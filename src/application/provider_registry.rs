// Provider registry - immutable catalog assembled once at start-up
use crate::application::health::{HealthCheck, HealthRuleSet};
use crate::application::query_templates::TemplateFamily;
use crate::domain::provider::{
    EntityType, LogicalAttribute, ProviderDescriptor, ProviderId,
};
use crate::domain::query::{QuerySpec, TemplateKey};
use crate::error::{KafkaViewError, Result};
use std::collections::HashMap;

use LogicalAttribute::*;

struct ProviderEntry {
    descriptor: ProviderDescriptor,
    family: TemplateFamily,
    templates: HashMap<TemplateKey, QuerySpec>,
    health_rules: HashMap<EntityType, HealthRuleSet>,
}

/// Read-only lookup of descriptors, templates and health rules for the enabled providers.
pub struct ProviderRegistry {
    providers: HashMap<ProviderId, ProviderEntry>,
}

impl ProviderRegistry {
    pub fn new(enabled: &[ProviderId]) -> Self {
        let providers = enabled
            .iter()
            .map(|id| {
                let descriptor = describe_provider(*id);
                let family = TemplateFamily::for_descriptor(&descriptor);
                let templates = family
                    .templates(&descriptor)
                    .into_iter()
                    .filter(|(key, spec)| accept_template(&descriptor, *key, spec))
                    .collect();
                let health_rules = health_rules(*id);
                let entry = ProviderEntry {
                    descriptor,
                    family,
                    templates,
                    health_rules,
                };
                (*id, entry)
            })
            .collect();

        Self { providers }
    }

    /// Enabled providers in a stable order.
    pub fn provider_ids(&self) -> Vec<ProviderId> {
        let mut ids: Vec<ProviderId> = self.providers.keys().copied().collect();
        ids.sort();
        ids
    }

    fn entry(&self, provider: ProviderId) -> Result<&ProviderEntry> {
        self.providers
            .get(&provider)
            .ok_or_else(|| KafkaViewError::UnknownProvider(provider.to_string()))
    }

    pub fn describe(&self, provider: ProviderId) -> Result<&ProviderDescriptor> {
        self.entry(provider).map(|e| &e.descriptor)
    }

    pub fn resolve_attribute(&self, provider: ProviderId, attribute: LogicalAttribute) -> Result<&[String]> {
        self.describe(provider)?.resolve(attribute)
    }

    pub fn family(&self, provider: ProviderId) -> Result<TemplateFamily> {
        self.entry(provider).map(|e| e.family)
    }

    pub fn template(&self, provider: ProviderId, key: TemplateKey) -> Result<&QuerySpec> {
        self.entry(provider)?
            .templates
            .get(&key)
            .ok_or(KafkaViewError::TemplateNotFound {
                provider,
                entity_type: key.entity_type,
                mode: key.mode,
                group_by: key.group_by,
            })
    }

    pub fn health_rules(&self, provider: ProviderId, entity_type: EntityType) -> Option<&HealthRuleSet> {
        self.providers
            .get(&provider)
            .and_then(|e| e.health_rules.get(&entity_type))
    }

    #[cfg(test)]
    pub(crate) fn template_keys(&self, provider: ProviderId) -> Vec<TemplateKey> {
        self.providers
            .get(&provider)
            .map(|e| e.templates.keys().copied().collect())
            .unwrap_or_default()
    }
}

/// A nested template may only reference what its inner query produces.
fn accept_template(descriptor: &ProviderDescriptor, key: TemplateKey, spec: &QuerySpec) -> bool {
    if !descriptor.supports(key.entity_type) {
        tracing::warn!("Rejecting {:?} template for {}: entity type not reported", key, descriptor.id);
        return false;
    }
    let unresolved = spec.unresolved_references();
    if !unresolved.is_empty() {
        tracing::warn!(
            "Rejecting {:?} template for {}: unresolved references {:?}",
            key,
            descriptor.id,
            unresolved
        );
        return false;
    }
    true
}

fn describe_provider(id: ProviderId) -> ProviderDescriptor {
    match id {
        ProviderId::AwsMsk => ProviderDescriptor::new(id, false)
            .with_entity(EntityType::Cluster, "AwsMskClusterSample", "AWSMSKCLUSTER")
            .with_entity(EntityType::Broker, "AwsMskBrokerSample", "AWSMSKBROKER")
            .with_entity(EntityType::Topic, "AwsMskTopicSample", "AWSMSKTOPIC")
            .with_attribute(ClusterName, &["provider.clusterName"])
            .with_attribute(BrokerId, &["provider.brokerId"])
            .with_attribute(TopicName, &["provider.topic"])
            .with_attribute(BytesIn, &["provider.bytesInPerSec.Average"])
            .with_attribute(BytesOut, &["provider.bytesOutPerSec.Average"])
            .with_attribute(MessagesIn, &["provider.messagesInPerSec.Average"])
            .with_attribute(ActiveControllers, &["provider.activeControllerCount.Sum"])
            .with_attribute(OfflinePartitions, &["provider.offlinePartitionsCount.Sum"])
            .with_attribute(UnderReplicatedPartitions, &["provider.underReplicatedPartitions.Sum"])
            .with_attribute(Region, &["awsRegion"]),
        ProviderId::AwsMskMetricStream => ProviderDescriptor::new(id, true)
            .with_entity(EntityType::Cluster, "Metric", "AWSMSKCLUSTER")
            .with_entity(EntityType::Broker, "Metric", "AWSMSKBROKER")
            .with_entity(EntityType::Topic, "Metric", "AWSMSKTOPIC")
            .with_attribute(ClusterName, &["aws.kafka.ClusterName", "aws.msk.clusterName"])
            .with_attribute(BrokerId, &["aws.kafka.BrokerID", "aws.msk.brokerId"])
            .with_attribute(TopicName, &["aws.kafka.Topic", "aws.msk.topic"])
            .with_attribute(BytesIn, &["aws.kafka.BytesInPerSec"])
            .with_attribute(BytesOut, &["aws.kafka.BytesOutPerSec"])
            .with_attribute(MessagesIn, &["aws.kafka.MessagesInPerSec"])
            .with_attribute(ActiveControllers, &["aws.kafka.ActiveControllerCount"])
            .with_attribute(OfflinePartitions, &["aws.kafka.OfflinePartitionsCount"])
            .with_attribute(UnderReplicatedPartitions, &["aws.kafka.UnderReplicatedPartitions"])
            .with_attribute(Region, &["aws.region"]),
        ProviderId::ConfluentCloud => ProviderDescriptor::new(id, false)
            .with_entity(EntityType::Cluster, "Metric", "CONFLUENTCLOUDCLUSTER")
            .with_entity(EntityType::Topic, "Metric", "CONFLUENTCLOUDKAFKATOPIC")
            .with_attribute(ClusterName, &["confluent.kafka.cluster.name", "kafka.id"])
            .with_attribute(TopicName, &["topic"])
            .with_attribute(BytesIn, &["confluent.kafka.server.received_bytes"])
            .with_attribute(BytesOut, &["confluent.kafka.server.sent_bytes"])
            .with_attribute(MessagesIn, &["confluent.kafka.server.received_records"]),
        ProviderId::KafkaOnHost => ProviderDescriptor::new(id, false)
            .with_entity(EntityType::Cluster, "KafkaBrokerSample", "ONHOSTKAFKACLUSTER")
            .with_entity(EntityType::Broker, "KafkaBrokerSample", "ONHOSTKAFKABROKER")
            .with_entity(EntityType::Topic, "KafkaTopicSample", "ONHOSTKAFKATOPIC")
            .with_attribute(ClusterName, &["kafka.cluster.name", "clusterName"])
            .with_attribute(BrokerId, &["kafka.broker.id", "broker.id"])
            .with_attribute(TopicName, &["kafka.topic.name", "topic"])
            .with_attribute(BytesIn, &["kafka.broker.bytesIn", "broker.IOInPerSecond", "topic.bytesInPerSecond"])
            .with_attribute(BytesOut, &["kafka.broker.bytesOut", "broker.IOOutPerSecond", "topic.bytesOutPerSecond"])
            .with_attribute(MessagesIn, &["kafka.broker.messagesIn", "broker.messagesInPerSecond"])
            .with_attribute(ActiveControllers, &["kafka.controller.activeControllerCount", "controller.activeControllerCount"])
            .with_attribute(OfflinePartitions, &["kafka.controller.offlinePartitionsCount", "controller.offlinePartitionsCount"])
            .with_attribute(UnderReplicatedPartitions, &["kafka.replication.underReplicatedPartitions", "replication.unreplicatedPartitions"]),
    }
}

fn topic_rules() -> HealthRuleSet {
    HealthRuleSet::controller_baseline(&[BytesIn, BytesOut])
        .check(HealthCheck::AnyZero(vec![BytesIn, BytesOut]))
}

fn health_rules(id: ProviderId) -> HashMap<EntityType, HealthRuleSet> {
    match id {
        ProviderId::AwsMsk | ProviderId::AwsMskMetricStream | ProviderId::KafkaOnHost => HashMap::from([
            (EntityType::Cluster, HealthRuleSet::controller_baseline(&[])),
            (EntityType::Broker, HealthRuleSet::controller_baseline(&[BytesIn, BytesOut])),
            (EntityType::Topic, topic_rules()),
        ]),
        // Confluent Cloud reports no controller or replication metrics; throughput stands in.
        ProviderId::ConfluentCloud => HashMap::from([
            (EntityType::Cluster, HealthRuleSet::controller_baseline(&[BytesIn, BytesOut, MessagesIn])),
            (EntityType::Topic, topic_rules()),
        ]),
    }
}

#[cfg(test)]
mod tests {
    use super::*;
    use crate::domain::provider::GroupBy;
    use crate::domain::query::{AggregateFn, AggregationMode, SelectItem};

    #[test]
    fn test_describe_disabled_provider() {
        let registry = ProviderRegistry::new(&[ProviderId::AwsMsk]);
        assert!(registry.describe(ProviderId::AwsMsk).is_ok());
        assert!(matches!(
            registry.describe(ProviderId::KafkaOnHost),
            Err(KafkaViewError::UnknownProvider(_))
        ));
    }

    #[test]
    fn test_resolve_attribute_fallback_order() {
        let registry = ProviderRegistry::new(&ProviderId::ALL);
        assert_eq!(
            registry.resolve_attribute(ProviderId::KafkaOnHost, ClusterName).unwrap(),
            &["kafka.cluster.name".to_string(), "clusterName".to_string()]
        );
        assert!(matches!(
            registry.resolve_attribute(ProviderId::ConfluentCloud, OfflinePartitions),
            Err(KafkaViewError::UnsupportedAttribute { .. })
        ));
    }

    #[test]
    fn test_families_follow_ingestion_shape() {
        let registry = ProviderRegistry::new(&ProviderId::ALL);
        assert_eq!(registry.family(ProviderId::AwsMskMetricStream).unwrap(), TemplateFamily::MetricStream);
        assert_eq!(registry.family(ProviderId::AwsMsk).unwrap(), TemplateFamily::MskPolling);
        assert_eq!(registry.family(ProviderId::ConfluentCloud).unwrap(), TemplateFamily::ConfluentDimensional);
        assert_eq!(registry.family(ProviderId::KafkaOnHost).unwrap(), TemplateFamily::OnHostAgent);
    }

    #[test]
    fn test_every_template_is_well_formed() {
        let registry = ProviderRegistry::new(&ProviderId::ALL);
        for provider in registry.provider_ids() {
            let descriptor = registry.describe(provider).unwrap();
            for key in registry.template_keys(provider) {
                assert!(descriptor.supports(key.entity_type), "{provider} {key:?}");
                let spec = registry.template(provider, key).unwrap();
                assert!(!spec.select.is_empty(), "{provider} {key:?}");
                assert!(spec.facet_by.contains(&"accountId".to_string()), "{provider} {key:?}");
                assert!(spec.unresolved_references().is_empty(), "{provider} {key:?}");
            }
        }
    }

    #[test]
    fn test_registration_keeps_every_valid_template() {
        let registry = ProviderRegistry::new(&ProviderId::ALL);
        assert_eq!(registry.template_keys(ProviderId::AwsMsk).len(), 12);
        assert_eq!(registry.template_keys(ProviderId::AwsMskMetricStream).len(), 12);
        assert_eq!(registry.template_keys(ProviderId::ConfluentCloud).len(), 6);
        assert_eq!(registry.template_keys(ProviderId::KafkaOnHost).len(), 10);
    }

    #[test]
    fn test_registration_rejects_broken_templates() {
        let descriptor = describe_provider(ProviderId::ConfluentCloud);
        let inner = QuerySpec::from_events("Metric")
            .select([SelectItem::of(AggregateFn::Sum, "confluent.kafka.server.received_bytes")])
            .facet(["accountId".to_string(), "kafka.id".to_string()]);

        let dangling = QuerySpec::over(inner.clone())
            .select([SelectItem::of(AggregateFn::Sum, "confluent.kafka.server.sent_bytes")])
            .facet(["accountId".to_string()]);
        let cluster = TemplateKey::new(EntityType::Cluster, AggregationMode::Throughput, None);
        assert!(!accept_template(&descriptor, cluster, &dangling));

        let valid = QuerySpec::over(inner)
            .select([SelectItem::of(AggregateFn::Sum, "confluent.kafka.server.received_bytes")])
            .facet(["accountId".to_string()]);
        assert!(accept_template(&descriptor, cluster, &valid));

        let broker = TemplateKey::new(EntityType::Broker, AggregationMode::Throughput, None);
        assert!(!accept_template(&descriptor, broker, &valid));
    }

    #[test]
    fn test_missing_combination_is_template_not_found() {
        let registry = ProviderRegistry::new(&ProviderId::ALL);
        let key = TemplateKey::new(EntityType::Broker, AggregationMode::Health, None);
        assert!(matches!(
            registry.template(ProviderId::ConfluentCloud, key),
            Err(KafkaViewError::TemplateNotFound { provider: ProviderId::ConfluentCloud, .. })
        ));

        let key = TemplateKey::new(EntityType::Cluster, AggregationMode::Health, Some(GroupBy::Region));
        assert!(registry.template(ProviderId::KafkaOnHost, key).is_err());
    }
}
-------
WHAT THIS TASK INVOLVES
Work out how many lines in the data above hold the word "TemplateNotFound". Reply with nothing but the count.

SOLVED EXERCISE
2